Cipriani condivide l'anno e mezzo di periplo del pianeta ne «Il respiro dell’oceano. Giro del mondo in barca a vela ai tempi del Covid», pubblicato da Betti editore nella collana I libri di Mompracem. L'arrembaggio evocato dal nome salgariano ci sta tutto: queste 244 pagine sono stivate di tesori. Giovedì 15 alle 17,30, l’eclettico storico dell’arte, scrittore, musicista e narratore (e lupo di mare) sarà al Circolo di lettura di via Melloni, per presentare «Il respiro dell’oceano». Il suo è il diario di bordo di chi riesce a navigare e vivere, con buona pace di chi ritenga necessario solo prendere il largo. Al suo fianco la professoressa Isa Guastalla, «skipper letteraria» chiamata a indicare le rotte di una vela che porta molto altro con sé. Lasciata la sua Pistoia a inizio 2020, Cipriani raggiunge Valerio ai Caraibi. Con la Milanto, lo Swan di 14 metri dell'amico, deve affrontare le 26mila miglia nautiche della World Arc. Un anno e mezzo di viaggio. Lungo le 13 tappe, i due prenderanno a bordo diversi passeggeri, per finanziarsi. L’11 gennaio, il via dalla Martinica con altre 40 imbarcazioni a vela battenti bandiere di mezzo mondo.

Il Covid non è che la flebile eco di una «questione cinese». Altre tempeste preoccupano (che non mancheranno, come le estenuanti bonacce), non certo quella sanitaria pronta ad abbattersi sul pianeta. Anzi, mollati gli ormeggi, l'ombra del virus pare farsi ancora più lontana, come ogni altra cosa.

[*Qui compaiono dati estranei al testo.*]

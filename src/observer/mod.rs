mod bus;
mod handlers;

use serde::{Deserialize, Serialize};
use std::fmt;
use uuid::Uuid;

use crate::history::DrawingPaths;

pub(crate) use bus::ObserverBus;
pub use bus::ObserverId;
pub use handlers::LoggingObserver;

/// Identifies the drawing surface a notification originates from.
///
/// One observer may be subscribed to several surfaces; the id lets it tell
/// them apart.
#[derive(Debug, Clone, Copy, PartialEq, Eq, Hash, Serialize, Deserialize)]
pub struct SurfaceId(Uuid);

impl SurfaceId {
    /// Creates a fresh random surface id
    pub fn new() -> Self {
        Self(Uuid::new_v4())
    }

    pub fn from_uuid(id: Uuid) -> Self {
        Self(id)
    }

    pub fn uuid(&self) -> Uuid {
        self.0
    }
}

impl Default for SurfaceId {
    fn default() -> Self {
        Self::new()
    }
}

impl fmt::Display for SurfaceId {
    fn fmt(&self, f: &mut fmt::Formatter<'_>) -> fmt::Result {
        write!(f, "{}", self.0)
    }
}

/// Receives structural changes of a drawing history.
///
/// Calls are made synchronously, after both sequences have been mutated, so
/// `paths` always shows the post-change state. An observer cannot reach back
/// into the store while it is being notified.
pub trait ChangeObserver<U> {
    /// A unit became visible, through a new recording or a redo
    fn on_unit_added(&mut self, source: SurfaceId, paths: DrawingPaths<'_, U>);

    /// A unit was hidden by an undo
    fn on_unit_removed(&mut self, source: SurfaceId, paths: DrawingPaths<'_, U>);

    /// The host announced a full reset. Never called per unit.
    fn on_history_cleared(&mut self, _source: SurfaceId) {}
}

E remota rimane fino alle Galapagos, dove dalla Milanto sbarca una coppia in luna di miele (gli unici «clienti» dei tanti previsti), mentre non possono salire gli italiani che avrebbero dovuto stare a bordo per la tappa fino alle isole Marchesi. Lo stop ai voli li ha bloccati. Ci si ferma in cielo, ci si ferma in mare. Presto, è annullata anche la World Arc.

Inizia l'epopea. Mentre molti rimpatriano gli scafi caricandoli sul primo mercantile, Lorenzo e Valerio decidono di proseguire verso ovest. Si riprende un mare tornato ignoto, perché nell'ignoto fluttua il mondo intero. Difficile immaginare un luogo più protetto di una barca dal contagio, ma alla Milanto vengono impediti approdi, costringendo anche a un mese ininterrotto di navigazione. Ma il Covid porta anche il silenzio sulle coste del turismo, concede altri ritmi ai rapporti con chi si incrocia per caso. «Stavamo vivendo un'avventura nell'avventura, molto più interessante di quella che avevamo programmato» si legge. La regata naufragata lascia spazio alla navigazione colta tra racconti, citazioni ed evocazioni, storie e culture diverse, all'esplorazione, alla meraviglia. «Riuscivo a sentirmi parte del miracolo che la Natura ripete ogni giorno, quella forza vitale che sorge all'orizzonte e nutre tutte le creature». Cipriani scrive dello spettacolo del firmamento australe, dei tramonti sterminati, dello scintillio dei pesci volanti tra le onde. Tahiti, le Fiji, le coste del Sudafrica (e l'interno, negli improvvisati safari) rivivono una bellezza primordiale. Le variazioni di programma obbligate dal coronavirus portano a sorprese (non sempre positive, come le spiagge cariche di plastica accanto alle baie dei resort), a incontri imprevisti con un'umanità variegata: come la skipper inglese con la quale vivere una storia d'amore nel nome di Shakespeare, la «fata» di un romantico carpe diem alla Réunion, gli indonesiani ai quali basta sentir il nome Valentino Rossi per aprire ogni porta.

Il Covid alza barriere. «Ci sentivamo come profughi che non vuole nessuno». Ma fa emergere anche l'altruismo: riparazioni agevolate da parte di connazionali espatriati, doni di antivegetativo da velisti francesi. Esistenza spartana che rende ogni cosa preziosa: la vera sostenibilità come bussola. E infine il rientro, la fine del libro. Si volta l'ultima pagina con una malinconia pari a quella provata da Cipriani nello sbarcare. «Non mi sento più saggio, anzi più confuso, con più domande ancora» racconta lui. Per quanto tu tenga il timone, è l'oceano a portarti, a farti respirare davvero con sé.